The outbreak of respiratory infectious diseases in metropolitan areas is often accompanied by the widespread adoption of mask wearing behavior. However, the dynamic feedback mechanism between mask wearing and disease spreading remains insufficiently understood. In this study, we first construct an age-structured metropolitan population using census data and describe its interpersonal contact network using age-specific contact matrices. Subsequently, We propose a coupled spreading dynamics model that accounts for the asymmetric interaction between mask wearing and disease spreading, where mask wearing behavior is influenced by both local and global information. A theoretical analysis framework is developed by extending the Microscopic Markov Chain Approach, and the basic reproduction number, $R_0$, is computed using the next-generation matrix method. Finally, we conduct numerical simulations to explore the coevolution of mask wearing behavior and respiratory disease spreading in metropolitan populations. The introduction of mask wearing induces multiple transitions in the system. Based on the degree of disease responsiveness to mask wearing, we identify three categories of diseases: Mask-sensitive diseases, Mask-resistant diseases, and Mask-evading diseases.
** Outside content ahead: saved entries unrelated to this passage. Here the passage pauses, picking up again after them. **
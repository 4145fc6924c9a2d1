use anyhow::Context;
use serde::Deserialize;
use std::path::{Path, PathBuf};
use std::time::Duration;

#[derive(Debug, Clone, Default, Deserialize)]
#[serde(default)]
pub struct Config {
    pub broker: BrokerConfig,
    pub relay: RelayConfig,
    pub carrier: CarrierConfig,
    pub credentials: CredentialsConfig,
    pub indicator: IndicatorConfig,
    pub logging: LoggingConfig,
}

#[derive(Debug, Clone, Deserialize)]
#[serde(default)]
pub struct BrokerConfig {
    /// Liveness ping interval
    pub keep_alive_secs: u64,
    /// Upper bound on the initial connect handshake
    pub connect_timeout_secs: u64,
    /// Pause between automatic reconnect attempts after a drop
    pub reconnect_delay_ms: u64,
    /// Outbound publishes held in memory while offline
    pub offline_buffer: usize,
}

#[derive(Debug, Clone, Deserialize)]
#[serde(default)]
pub struct RelayConfig {
    /// Minimum gap between two consecutive carrier sends
    pub pacing_ms: u64,
    /// Envelopes waiting for the relay worker
    pub queue_capacity: usize,
}

#[derive(Debug, Clone, PartialEq, Eq, Deserialize)]
#[serde(rename_all = "lowercase")]
pub enum CarrierDriver {
    /// Log segments instead of sending them
    Log,
    /// POST segments to an HTTP SMS API
    Http,
}

#[derive(Debug, Clone, Deserialize)]
#[serde(default)]
pub struct CarrierConfig {
    pub driver: CarrierDriver,
    pub max_part_len: usize,
    pub url: Option<String>,
    pub token: Option<String>,
}

#[derive(Debug, Clone, Deserialize)]
#[serde(default)]
pub struct CredentialsConfig {
    pub path: PathBuf,
}

#[derive(Debug, Clone, Deserialize)]
#[serde(default)]
pub struct IndicatorConfig {
    /// When unset, the indicator is only logged
    pub marker_path: Option<PathBuf>,
    pub title: String,
    pub text: String,
}

#[derive(Debug, Clone, Deserialize)]
#[serde(default)]
pub struct LoggingConfig {
    pub level: String,
}

impl Config {
    pub fn load(path: &Path) -> anyhow::Result<Self> {
        let content = std::fs::read_to_string(path)
            .with_context(|| format!("cannot read {}", path.display()))?;
        toml::from_str(&content).with_context(|| format!("invalid config in {}", path.display()))
    }

    /// [`load`](Self::load), or the built-in defaults when the file is
    /// missing or broken. Logging is not up yet, so the reason goes to stderr.
    pub fn load_or_default(path: &Path) -> Self {
        Self::load(path).unwrap_or_else(|e| {
            eprintln!("sms-relay: {:#}; running with default settings", e);
            Self::default()
        })
    }
}

impl BrokerConfig {
    pub fn keep_alive(&self) -> Duration {
        Duration::from_secs(self.keep_alive_secs)
    }

    pub fn connect_timeout(&self) -> Duration {
        Duration::from_secs(self.connect_timeout_secs)
    }

    pub fn reconnect_delay(&self) -> Duration {
        Duration::from_millis(self.reconnect_delay_ms)
    }
}

impl RelayConfig {
    pub fn pacing(&self) -> Duration {
        Duration::from_millis(self.pacing_ms)
    }
}

impl Default for BrokerConfig {
    fn default() -> Self {
        Self {
            keep_alive_secs: 30,
            connect_timeout_secs: 10,
            reconnect_delay_ms: 1000,
            offline_buffer: 100,
        }
    }
}

impl Default for RelayConfig {
    fn default() -> Self {
        Self {
            pacing_ms: 5000,
            queue_capacity: 256,
        }
    }
}

impl Default for CarrierConfig {
    fn default() -> Self {
        Self {
            driver: CarrierDriver::Log,
            max_part_len: 160,
            url: None,
            token: None,
        }
    }
}

impl Default for CredentialsConfig {
    fn default() -> Self {
        Self {
            path: PathBuf::from("credentials.toml"),
        }
    }
}

impl Default for IndicatorConfig {
    fn default() -> Self {
        Self {
            marker_path: None,
            title: "SMS Relay".to_string(),
            text: "SMS relay is running".to_string(),
        }
    }
}

impl Default for LoggingConfig {
    fn default() -> Self {
        Self {
            level: "info".to_string(),
        }
    }
}
use anyhow::{Context as _, Result};
use fritzbook_config::AppConfig;
use fritzbook_core::{PhonebookCollection, SkippedEntry};
use fritzbook_sync::ktipp::KtippSource;
use fritzbook_sync::source::ListingSource;
use fritzbook_sync::transport::{HttpOptions, HttpTransport};
use serde::Serialize;
use std::io::{self, Write};
use std::time::Duration;

use crate::error::CliError;
use crate::pipeline::{self, Harvest};
use crate::util::now_utc;

pub mod export;
pub mod upload;

pub struct Context<'a> {
    pub json: bool,
    pub config: &'a AppConfig,
}

#[derive(Debug, Serialize)]
pub struct RunReport<'a> {
    pub extracted: usize,
    pub kept: usize,
    pub skipped: &'a [SkippedEntry],
    pub destination: String,
    #[serde(skip_serializing_if = "Option::is_none")]
    pub outcome: Option<&'static str>,
}

impl<'a> RunReport<'a> {
    pub fn new(harvest: &'a Harvest, destination: String) -> Self {
        Self {
            extracted: harvest.extracted,
            kept: harvest.report.entries.len(),
            skipped: &harvest.report.skipped,
            destination,
            outcome: None,
        }
    }
}

/// The configured listing, fetched through its own unauthenticated transport.
pub fn listing_source(ctx: &Context<'_>) -> Result<KtippSource<HttpTransport>> {
    let source_config = &ctx.config.source;
    let options = HttpOptions {
        timeout: Duration::from_secs(source_config.timeout_secs),
        accept_invalid_certs: false,
        user_agent: source_config.user_agent.clone(),
    };
    let transport = HttpTransport::new(&source_config.url, None, &options)
        .with_context(|| "prepare listing source")?;
    Ok(KtippSource::new(source_config.url.as_str(), transport))
}

/// Harvests `source` and turns the usable entries into a single phonebook.
pub fn collect(
    ctx: &Context<'_>,
    source: &dyn ListingSource,
) -> Result<(Harvest, PhonebookCollection)> {
    let harvest = pipeline::harvest_entries(source)?;
    if harvest.report.entries.is_empty() {
        return Err(CliError::NothingToProceed.into());
    }
    let collection =
        pipeline::build_collection(&harvest.report.entries, now_utc(), &ctx.config.country_code)?;
    Ok((harvest, collection))
}

pub fn print_json<T: Serialize>(value: &T) -> Result<()> {
    let mut stdout = io::stdout().lock();
    serde_json::to_writer_pretty(&mut stdout, value)?;
    writeln!(stdout)?;
    Ok(())
}
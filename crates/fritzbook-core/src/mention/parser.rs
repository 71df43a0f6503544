use crate::error::ExtractionError;
use crate::mention::ListingEntry;
use once_cell::sync::Lazy;
use regex::Regex;

static CONNECTORS: Lazy<Regex> =
    Lazy::new(|| Regex::new("und|oder|sowie|auch|,|;").expect("connector pattern"));

const RANGE_TOKEN: &str = "bis";
const RANGE_SUFFIX_LEN: usize = 4;
const SLASH_SUFFIX_LEN: usize = 2;

/// Splits a free-text listing such as `021 558 73 91/92/93` or
/// `044 400 00 00 bis 044 400 00 19` into raw numbers, in listing order.
pub fn extract_numbers(mention: &str) -> Result<Vec<String>, ExtractionError> {
    let mut numbers = Vec::new();
    for segment in CONNECTORS.split(mention) {
        if segment.contains('/') {
            numbers.extend(expand_slashed(segment));
        } else if segment.contains(RANGE_TOKEN) {
            numbers.extend(expand_range(segment)?);
        } else {
            let number = dial_chars(segment);
            if !number.is_empty() {
                numbers.push(number);
            }
        }
    }
    Ok(numbers)
}

pub fn entries_for(mention: &str, name: &str) -> Result<Vec<ListingEntry>, ExtractionError> {
    Ok(extract_numbers(mention)?
        .into_iter()
        .map(|number| ListingEntry::new(number, name))
        .collect())
}

// Grouped suffixes replace the last two digits of the first number. This
// matches how Swiss listings write blocks of numbers; it is not a general rule.
fn expand_slashed(segment: &str) -> Vec<String> {
    let mut fields = segment.split('/');
    let base = dial_chars(fields.next().unwrap_or_default());
    if base.is_empty() {
        return Vec::new();
    }

    let stem = base[..base.len().saturating_sub(SLASH_SUFFIX_LEN)].to_string();
    let mut numbers = vec![base];
    for field in fields {
        let suffix = digits(field);
        if !suffix.is_empty() {
            numbers.push(format!("{stem}{suffix}"));
        }
    }
    numbers
}

fn expand_range(segment: &str) -> Result<Vec<String>, ExtractionError> {
    let mut bounds = segment.split(RANGE_TOKEN);
    let start = dial_chars(bounds.next().unwrap_or_default());
    let end = dial_chars(bounds.next().unwrap_or_default());
    if start.is_empty() || end.is_empty() {
        return Err(ExtractionError::MissingRangeBound {
            mention: segment.trim().to_string(),
        });
    }

    let (prefix, first) = split_suffix(&start);
    let (_, last) = split_suffix(&end);
    let invalid = || ExtractionError::InvalidRangeBound {
        mention: segment.trim().to_string(),
    };
    let first = parse_suffix(first).ok_or_else(invalid)?;
    let last = parse_suffix(last).ok_or_else(invalid)?;

    Ok((first..=last)
        .map(|value| format!("{prefix}{value:0width$}", width = RANGE_SUFFIX_LEN))
        .collect())
}

fn split_suffix(number: &str) -> (&str, &str) {
    number.split_at(number.len().saturating_sub(RANGE_SUFFIX_LEN))
}

fn parse_suffix(suffix: &str) -> Option<u32> {
    if !suffix.bytes().all(|b| b.is_ascii_digit()) {
        return None;
    }
    suffix.parse().ok()
}

fn dial_chars(value: &str) -> String {
    value
        .chars()
        .filter(|ch| ch.is_ascii_digit() || *ch == '+')
        .collect()
}

fn digits(value: &str) -> String {
    value.chars().filter(char::is_ascii_digit).collect()
}
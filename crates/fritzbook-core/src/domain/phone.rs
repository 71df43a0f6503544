/// Country code used when a source lists national numbers without one.
pub const DEFAULT_COUNTRY_CODE: &str = "+41";

/// Turns a raw number into the dial string the router stores.
///
/// Everything except digits, `+` and spaces is dropped, a leading `00` becomes
/// `+` and a single leading `0` is replaced by `country_code`.
pub fn normalize_number(raw: &str, country_code: &str) -> String {
    let stripped: String = raw
        .chars()
        .filter(|ch| ch.is_ascii_digit() || *ch == '+' || *ch == ' ')
        .collect();
    to_international(stripped.trim(), country_code)
}

/// Rewrites the national prefix only; `number` is otherwise kept verbatim.
pub fn to_international(number: &str, country_code: &str) -> String {
    if let Some(rest) = number.strip_prefix("00") {
        format!("+{rest}")
    } else if let Some(rest) = number.strip_prefix('0') {
        format!("{country_code}{rest}")
    } else {
        number.to_string()
    }
}
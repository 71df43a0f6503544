//! The ktipp.ch warning list of nuisance callers.

use crate::error::Result;
use crate::source::{ListingSource, Mention};
use crate::transport::Transport;
use fritzbook_core::{extract_between, ExtractionError};
use once_cell::sync::Lazy;
use regex::Regex;
use tracing::{debug, info};

pub const DEFAULT_URL: &str =
    "https://www.ktipp.ch/service/warnlisten/detail/?warnliste_id=7&ajax=ajax-search-form&page=";
pub const NAME_MAX_LENGTH: usize = 100;

const PAGER_MARKER: &str = "ajaxPagerWarnlisteLoadIndex(";
const DATE_MARKER: &str = "Letzte Aktualisierung:";

static TEASER: Lazy<Regex> = Lazy::new(|| {
    Regex::new(r#"(?s)<section[^>]*class="teaser cf"[^>]*>(.*?)</section>"#)
        .expect("teaser pattern")
});
static STRONG: Lazy<Regex> =
    Lazy::new(|| Regex::new(r"(?s)<strong[^>]*>(.*?)</strong>").expect("strong pattern"));
static PARAGRAPH: Lazy<Regex> =
    Lazy::new(|| Regex::new(r"(?s)<p(?:\s[^>]*)?>(.*?)</p>").expect("paragraph pattern"));
static LIST_ITEM: Lazy<Regex> = Lazy::new(|| {
    Regex::new(r"(?s)<li(?:\s[^>]*)?>.*?(?:</li>|$)").expect("list item pattern")
});
static TAG: Lazy<Regex> = Lazy::new(|| Regex::new(r"<[^>]*>").expect("tag pattern"));

/// Collects the number mention and company name of every teaser on a page.
pub fn parse_listing(html: &str) -> Vec<Mention> {
    let mut mentions = Vec::new();
    for teaser in TEASER.captures_iter(html) {
        let body = &teaser[1];
        let Some(strong) = STRONG.captures(body) else {
            continue;
        };
        let text = strong[1].split('<').next().unwrap_or_default().trim();
        let name = PARAGRAPH
            .captures(body)
            .map(|paragraph| clean_name(&paragraph[1]))
            .unwrap_or_default();
        mentions.push(Mention {
            text: text.to_string(),
            name,
        });
    }
    mentions
}

pub fn clean_name(raw: &str) -> String {
    let without_breaks = raw.replace(['\n', '\r'], "");
    let text = TAG.replace_all(&without_breaks, " ");
    let text = text.replace("&amp", "&").replace("  ", " ");
    let text = text.trim();
    let text = text.strip_prefix("Firma: ").unwrap_or(text);

    if text.chars().count() <= NAME_MAX_LENGTH {
        return text.to_string();
    }
    let mut short: String = text.chars().take(NAME_MAX_LENGTH - 3).collect();
    short.push_str("...");
    short
}

/// Index of the last page, read from the pager call in the final list item.
pub fn page_count(html: &str) -> std::result::Result<u32, ExtractionError> {
    let last_item = LIST_ITEM
        .find_iter(html)
        .last()
        .map(|item| item.as_str())
        .ok_or_else(|| ExtractionError::MissingMarker {
            marker: "<li".to_string(),
            context: "can't extract max pages".to_string(),
        })?;
    let value = extract_between(last_item, PAGER_MARKER, ")", "can't extract max pages")?;
    value
        .parse()
        .map_err(|_| ExtractionError::InvalidMarkerValue {
            marker: PAGER_MARKER.to_string(),
            value,
            context: "can't extract max pages".to_string(),
        })
}

pub fn source_date(html: &str) -> std::result::Result<String, ExtractionError> {
    extract_between(html, DATE_MARKER, "<", "can't extract creation date")
}

/// Fetches every page of the listing in order, starting with page 0.
pub fn harvest<S: ListingSource + ?Sized>(source: &S) -> Result<Vec<Mention>> {
    let first = source.fetch_page(0)?;
    let updated = source_date(&first)?;
    debug!(source = source.source_name(), %updated, "listing date");
    let last_page = page_count(&first)?;

    let mut mentions = parse_listing(&first);
    for page in 1..=last_page {
        let html = source.fetch_page(page)?;
        mentions.extend(parse_listing(&html));
    }
    info!(
        source = source.source_name(),
        pages = last_page + 1,
        mentions = mentions.len(),
        "listing harvested"
    );
    Ok(mentions)
}

/// The paged listing behind `url_prefix`; page `n` lives at `{url_prefix}{n}`.
#[derive(Debug, Clone)]
pub struct KtippSource<T> {
    url_prefix: String,
    transport: T,
}

impl<T: Transport> KtippSource<T> {
    pub fn new(url_prefix: impl Into<String>, transport: T) -> Self {
        Self {
            url_prefix: url_prefix.into(),
            transport,
        }
    }
}

impl<T: Transport> ListingSource for KtippSource<T> {
    fn source_name(&self) -> &'static str {
        "ktipp"
    }

    fn fetch_page(&self, page: u32) -> Result<String> {
        info!(page, "fetch page");
        let body = self.transport.get(&format!("{}{}", self.url_prefix, page))?;
        Ok(String::from_utf8_lossy(&body).into_owned())
    }
}
use crate::commands::{collect, listing_source, print_json, Context, RunReport};
use anyhow::{Context as _, Result};
use fritzbook_sync::xml;
use std::path::PathBuf;

#[derive(Debug)]
pub struct ExportArgs {
    pub path: PathBuf,
}

pub fn export(ctx: &Context<'_>, args: ExportArgs) -> Result<()> {
    let source = listing_source(ctx)?;
    let (harvest, collection) = collect(ctx, &source)?;
    xml::write_document_to(&args.path, &collection)
        .with_context(|| format!("write phonebook file {}", args.path.display()))?;

    if ctx.json {
        print_json(&RunReport::new(&harvest, args.path.display().to_string()))?;
    } else {
        println!(
            "Wrote {} contacts to {}",
            collection.contact_count(),
            args.path.display()
        );
    }
    Ok(())
}
use crate::error::ExtractionError;

/// Returns the trimmed text between the first `start` marker and the next
/// `end` marker after it.
pub fn extract_between(
    data: &str,
    start: &str,
    end: &str,
    context: &str,
) -> Result<String, ExtractionError> {
    let begin = data
        .find(start)
        .map(|idx| idx + start.len())
        .ok_or_else(|| missing(start, context))?;
    let len = data[begin..].find(end).ok_or_else(|| missing(end, context))?;
    Ok(data[begin..begin + len].trim().to_string())
}

fn missing(marker: &str, context: &str) -> ExtractionError {
    ExtractionError::MissingMarker {
        marker: marker.to_string(),
        context: context.to_string(),
    }
}
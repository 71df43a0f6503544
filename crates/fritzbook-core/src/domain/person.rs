use crate::error::CoreError;
use serde::{Deserialize, Serialize};

#[derive(Debug, Clone, PartialEq, Eq, Serialize, Deserialize)]
pub struct Person {
    real_name: String,
    image_url: Option<String>,
}

impl Person {
    pub fn new(real_name: impl Into<String>) -> Result<Self, CoreError> {
        let real_name = real_name.into();
        if real_name.trim().is_empty() {
            return Err(CoreError::EmptyRealName);
        }
        Ok(Self {
            real_name,
            image_url: None,
        })
    }

    /// e.g. `file:///var/InternerSpeicher/FRITZ/fonpix/1.jpg`; passed through unchecked.
    pub fn with_image_url(mut self, image_url: impl Into<String>) -> Self {
        self.image_url = Some(image_url.into());
        self
    }

    pub fn real_name(&self) -> &str {
        &self.real_name
    }

    pub fn image_url(&self) -> Option<&str> {
        self.image_url.as_deref()
    }

    pub fn set_real_name(&mut self, real_name: impl Into<String>) -> Result<(), CoreError> {
        self.real_name = Self::new(real_name)?.real_name;
        Ok(())
    }

    pub fn set_image_url(&mut self, image_url: Option<String>) {
        self.image_url = image_url;
    }
}
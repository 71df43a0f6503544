pub mod contact;
pub mod number;
pub mod person;
pub mod phone;
pub mod phonebook;

pub use contact::{Category, Contact};
pub use number::{NumberEntry, NumberType, Numbers};
pub use person::Person;
pub use phone::{normalize_number, to_international, DEFAULT_COUNTRY_CODE};
pub use phonebook::{Phonebook, PhonebookCollection};
use anyhow::Error;
use fritzbook_config::ConfigError;
use fritzbook_core::{CoreError, ExtractionError};
use fritzbook_sync::error::SyncError;
use std::process::ExitCode;
use thiserror::Error as ThisError;

pub const EXIT_FAILURE: u8 = 1;
pub const EXIT_INVALID_INPUT: u8 = 3;
pub const EXIT_NO_DATA: u8 = 4;

#[derive(Debug, ThisError)]
pub enum CliError {
    #[error("invalid input: {0}")]
    InvalidInput(String),
    #[error("nothing to proceed: no usable numbers found")]
    NothingToProceed,
    #[error("uploading failed: the router rejected the phonebook")]
    UploadRejected,
}

pub fn invalid_input(message: impl Into<String>) -> Error {
    CliError::InvalidInput(message.into()).into()
}

pub fn report_error(err: &Error, verbose: bool) {
    if verbose {
        eprintln!("error: {:#}", err);
    } else {
        eprintln!("error: {}", err);
    }
}

pub fn exit_code_for(err: &Error) -> ExitCode {
    ExitCode::from(exit_status(err))
}

pub fn exit_status(err: &Error) -> u8 {
    for cause in err.chain() {
        if let Some(cli_err) = cause.downcast_ref::<CliError>() {
            return match cli_err {
                CliError::InvalidInput(_) => EXIT_INVALID_INPUT,
                CliError::NothingToProceed => EXIT_NO_DATA,
                CliError::UploadRejected => EXIT_FAILURE,
            };
        }
        if let Some(config_err) = cause.downcast_ref::<ConfigError>() {
            return config_exit_code(config_err);
        }
        if let Some(sync_err) = cause.downcast_ref::<SyncError>() {
            return sync_exit_code(sync_err);
        }
        if let Some(_extraction_err) = cause.downcast_ref::<ExtractionError>() {
            return EXIT_NO_DATA;
        }
        if let Some(_core_err) = cause.downcast_ref::<CoreError>() {
            return EXIT_INVALID_INPUT;
        }
    }
    EXIT_FAILURE
}

fn config_exit_code(err: &ConfigError) -> u8 {
    match err {
        ConfigError::MissingHomeDir => EXIT_FAILURE,
        ConfigError::InvalidConfigPath(_)
        | ConfigError::MissingConfigFile(_)
        | ConfigError::InsecurePermissions(_)
        | ConfigError::InvalidCountryCode(_)
        | ConfigError::InvalidUrl { .. }
        | ConfigError::InvalidTimeout(_)
        | ConfigError::Read { .. }
        | ConfigError::Parse { .. } => EXIT_INVALID_INPUT,
    }
}

fn sync_exit_code(err: &SyncError) -> u8 {
    match err {
        SyncError::Extraction(_) => EXIT_NO_DATA,
        SyncError::Unavailable(_) | SyncError::Core(_) => EXIT_INVALID_INPUT,
        SyncError::Io(_) | SyncError::Parse(_) => EXIT_FAILURE,
        #[cfg(feature = "http")]
        SyncError::Http(_) => EXIT_FAILURE,
        #[cfg(feature = "http")]
        SyncError::Url(_) => EXIT_INVALID_INPUT,
    }
}
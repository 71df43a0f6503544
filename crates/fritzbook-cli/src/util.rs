use chrono::Utc;

pub fn now_utc() -> i64 {
    Utc::now().timestamp()
}

pub fn is_http_url(value: &str) -> bool {
    value.starts_with("http://") || value.starts_with("https://")
}
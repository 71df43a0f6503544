use crate::error::Result;
use crate::transport::Transport;
use crate::xml::write_document;
use fritzbook_core::PhonebookCollection;
use tracing::{debug, warn};

pub const IMPORT_PATH: &str = "/cgi-bin/firmwarecfg";
pub const MAIN_PHONEBOOK_ID: u32 = 0;

const FILE_FIELD: &str = "PhonebookImportFile";
const FILE_NAME: &str = "book.xml";
const FILE_CONTENT_TYPE: &str = "text/xml";

const SUCCESS_MARKER: &str = "Das Telefonbuch der FRITZ!Box wurde wiederhergestellt.";
const FAILURE_MARKER: &str = "Beim Wiederherstellen des Telefonbuchs ist ein Fehler aufgetreten.";

/// A ready-to-send phonebook import request.
#[derive(Debug, Clone, PartialEq, Eq)]
pub struct UploadPayload {
    pub path: &'static str,
    pub boundary: String,
    pub body: Vec<u8>,
}

impl UploadPayload {
    pub fn build(document: &[u8], session_id: &str, phonebook_id: u32) -> Self {
        let boundary = format!("----------{}", uuid::Uuid::new_v4().simple());
        Self::with_boundary(document, session_id, phonebook_id, boundary)
    }

    pub fn with_boundary(
        document: &[u8],
        session_id: &str,
        phonebook_id: u32,
        boundary: String,
    ) -> Self {
        let mut body = Vec::with_capacity(document.len() + 512);
        push_field(&mut body, &boundary, "sid", session_id);
        push_field(&mut body, &boundary, "PhonebookId", &phonebook_id.to_string());

        push_line(&mut body, &format!("--{boundary}"));
        push_line(
            &mut body,
            &format!(
                "Content-Disposition: form-data; name=\"{FILE_FIELD}\"; filename=\"{FILE_NAME}\""
            ),
        );
        push_line(&mut body, &format!("Content-Type: {FILE_CONTENT_TYPE}"));
        push_line(&mut body, "");
        body.extend_from_slice(document);
        push_line(&mut body, "");
        push_line(&mut body, &format!("--{boundary}--"));

        Self {
            path: IMPORT_PATH,
            boundary,
            body,
        }
    }

    pub fn content_type(&self) -> String {
        format!("multipart/form-data; boundary={}", self.boundary)
    }

    pub fn headers(&self) -> Vec<(String, String)> {
        vec![
            ("Content-type".to_string(), self.content_type()),
            ("Content-length".to_string(), self.body.len().to_string()),
        ]
    }
}

fn push_field(body: &mut Vec<u8>, boundary: &str, name: &str, value: &str) {
    push_line(body, &format!("--{boundary}"));
    push_line(
        body,
        &format!("Content-Disposition: form-data; name=\"{name}\""),
    );
    push_line(body, "");
    push_line(body, value);
}

fn push_line(body: &mut Vec<u8>, line: &str) {
    body.extend_from_slice(line.as_bytes());
    body.extend_from_slice(b"\r\n");
}

#[derive(Debug, Clone, PartialEq, Eq)]
pub enum UploadOutcome {
    Success,
    Failure,
    /// Neither marker matched; carries the raw response body.
    Unknown(String),
}

impl UploadOutcome {
    pub fn classify(body: &str) -> Self {
        if body.contains(SUCCESS_MARKER) {
            Self::Success
        } else if body.contains(FAILURE_MARKER) {
            Self::Failure
        } else {
            Self::Unknown(body.to_string())
        }
    }

    pub fn label(&self) -> &'static str {
        match self {
            Self::Success => "success",
            Self::Failure => "failure",
            Self::Unknown(_) => "unknown",
        }
    }
}

/// Serializes `collection` and posts it to the router's import endpoint.
/// Only transport errors fail; the firmware's verdict is returned as an outcome.
pub fn upload<T: Transport + ?Sized>(
    transport: &T,
    collection: &PhonebookCollection,
    phonebook_id: u32,
) -> Result<UploadOutcome> {
    let document = write_document(collection)?;
    let session_id = transport.session_id()?;
    let payload = UploadPayload::build(&document, &session_id, phonebook_id);
    debug!(
        bytes = payload.body.len(),
        phonebook_id, "posting phonebook import"
    );

    let response = transport.post_form(payload.path, &payload.headers(), payload.body)?;
    let outcome = UploadOutcome::classify(&response);
    if let UploadOutcome::Unknown(body) = &outcome {
        warn!(%body, "unknown answer from phonebook import");
    }
    Ok(outcome)
}
use crate::commands::{collect, listing_source, print_json, Context, RunReport};
use crate::error::{invalid_input, CliError};
use crate::util::is_http_url;
use anyhow::{Context as _, Result};
use fritzbook_sync::transport::{HttpOptions, HttpTransport};
use fritzbook_sync::upload::{self as router, UploadOutcome};

#[derive(Debug)]
pub struct UploadArgs {
    pub hostname: Option<String>,
    pub sid: Option<String>,
    pub phonebook_id: Option<u32>,
}

pub fn upload(ctx: &Context<'_>, args: UploadArgs) -> Result<()> {
    let router_config = &ctx.config.router;
    let sid = args
        .sid
        .or_else(|| router_config.sid.clone())
        .map(|sid| sid.trim().to_string())
        .filter(|sid| !sid.is_empty())
        .ok_or_else(|| invalid_input("--upload needs a session id (--sid or router.sid)"))?;
    let hostname = args
        .hostname
        .map(|hostname| hostname.trim().to_string())
        .unwrap_or_else(|| router_config.hostname.clone());
    if !is_http_url(&hostname) {
        return Err(invalid_input(format!(
            "hostname must start with http:// or https://: {hostname}"
        )));
    }
    let phonebook_id = args.phonebook_id.unwrap_or(router_config.phonebook_id);

    let options = HttpOptions {
        accept_invalid_certs: router_config.accept_invalid_certs,
        user_agent: ctx.config.source.user_agent.clone(),
        ..HttpOptions::default()
    };
    let transport = HttpTransport::new(&hostname, Some(sid), &options)
        .with_context(|| format!("connect to {hostname}"))?;

    let source = listing_source(ctx)?;
    let (harvest, collection) = collect(ctx, &source)?;
    let outcome = router::upload(&transport, &collection, phonebook_id)
        .with_context(|| format!("upload phonebook to {hostname}"))?;

    if ctx.json {
        let mut report = RunReport::new(&harvest, hostname.clone());
        report.outcome = Some(outcome.label());
        print_json(&report)?;
    }

    match outcome {
        UploadOutcome::Success => {
            if !ctx.json {
                println!(
                    "Uploaded {} contacts to phonebook {} on {}",
                    collection.contact_count(),
                    phonebook_id,
                    hostname
                );
            }
            Ok(())
        }
        UploadOutcome::Failure => Err(CliError::UploadRejected.into()),
        UploadOutcome::Unknown(_) => {
            if !ctx.json {
                println!("Upload to {hostname} finished, but the router's answer was not recognized");
            }
            Ok(())
        }
    }
}
pub mod domain;
pub mod error;
pub mod marker;
pub mod mention;

pub use domain::*;
pub use error::{CoreError, ExtractionError};
pub use marker::extract_between;
pub use mention::{
    clean_entries, entries_for, extract_numbers, CleanReport, ListingEntry, SkipReason,
    SkippedEntry,
};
The evolution of mask wearing behavior with increasing disease spreading probability exhibits three distinct phases: Non-mask phase, Growth phase, and Decline phase. While mask wearing effectively reduces the steady state infection density and the peak infection density, it simultaneously prolongs the time required to reach these states. Prolonging the duration of mask wearing increases the average mask wearing rate, whereas intensifying public campaigns reduces it. Additionally, mask wearing increases the infection risk among younger populations and within school settings.